In a related rodent, Peromyscus leucopus, the M4 gene is intact in all inbred lines analyzed and exhibits intra-species genetic polymorphism (Crew and Bates 2003). Peromyscus and Mus separated 40–60 million years ago; Mus and Rattus separated 10–20 million years ago. The frame-shift mutation in exon 3 of all H2-M4 alleles examined represents an insertion of a single nucleotide relative to the Peromyscus sequence. The presence of the same insertion in two of ten RT1.M4 alleles suggests that M4 was functional in primitive rodents that gave rise to Mus, Rattus, and Peromyscus (Crew and Bates 2003), and that it was already dimorphic for the frame-shift mutation in the Mus/Rattus precursor population.
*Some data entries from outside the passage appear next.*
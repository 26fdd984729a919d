// Copyright 2025 eraflo
//
// Licensed under the Apache License, Version 2.0 (the "License");
// you may not use this file except in compliance with the License.
// You may obtain a copy of the License at
//
//     http://www.apache.org/licenses/LICENSE-2.0
//
// Unless required by applicable law or agreed to in writing, software
// distributed under the License is distributed on an "AS IS" BASIS,
// WITHOUT WARRANTIES OR CONDITIONS OF ANY KIND, either express or implied.
// See the License for the specific language governing permissions and
// limitations under the License.

//! Abstractions for periodic background work.
//!
//! Components never own threads. They hand periodic closures to a shared
//! [`TaskScheduler`], which decides how many threads run them.

use std::fmt;
use std::sync::Arc;
use std::time::Duration;

/// A unit of periodic work.
pub type TaskFn = Arc<dyn Fn() + Send + Sync>;

/// Handle of a scheduled task.
#[derive(Debug, Clone, Copy, PartialEq, Eq, Hash, PartialOrd, Ord)]
pub struct TaskId(pub u64);

impl fmt::Display for TaskId {
    fn fmt(&self, f: &mut fmt::Formatter<'_>) -> fmt::Result {
        write!(f, "task#{}", self.0)
    }
}

/// Runs periodic tasks.
///
/// Implementations must never run a task concurrently with itself. When a
/// run is still in flight at its next due time, that tick is skipped.
pub trait TaskScheduler: Send + Sync {
    /// Schedules `task` to first run after `initial_delay`, then every `period`.
    fn schedule_periodic(
        &self,
        name: &str,
        initial_delay: Duration,
        period: Duration,
        task: TaskFn,
    ) -> TaskId;

    /// Stops future runs of `id`. Returns `false` if the task is unknown.
    ///
    /// A run already in progress is not interrupted.
    fn cancel(&self, id: TaskId) -> bool;

    /// Waits until no task is running, for at most `timeout`.
    ///
    /// Returns `true` if the scheduler became idle in time.
    fn quiesce(&self, timeout: Duration) -> bool;
}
Subsequent to the split of Rattus and Mus, the H2-M4 gene acquired additional single-base mutations, insertions, and deletions, which further distanced the gene from functionality. Several of these mutations appear in some haplotypes but not others; for example, a dinucleotide insertion is present in three of nine H2 haplotypes (Fig. 1). For H2-M6 we propose a similar scenario. The deletion of a single nucleotide in exon 4 caused the loss of functionality. Subsequently, additional deletions and nucleotide insertions occurred which are all, except two, located in the poly-C stretch in the beginning of the exon (Fig. 2). These alterations caused the appearance of additional stop codons in exon 4, further silencing the gene.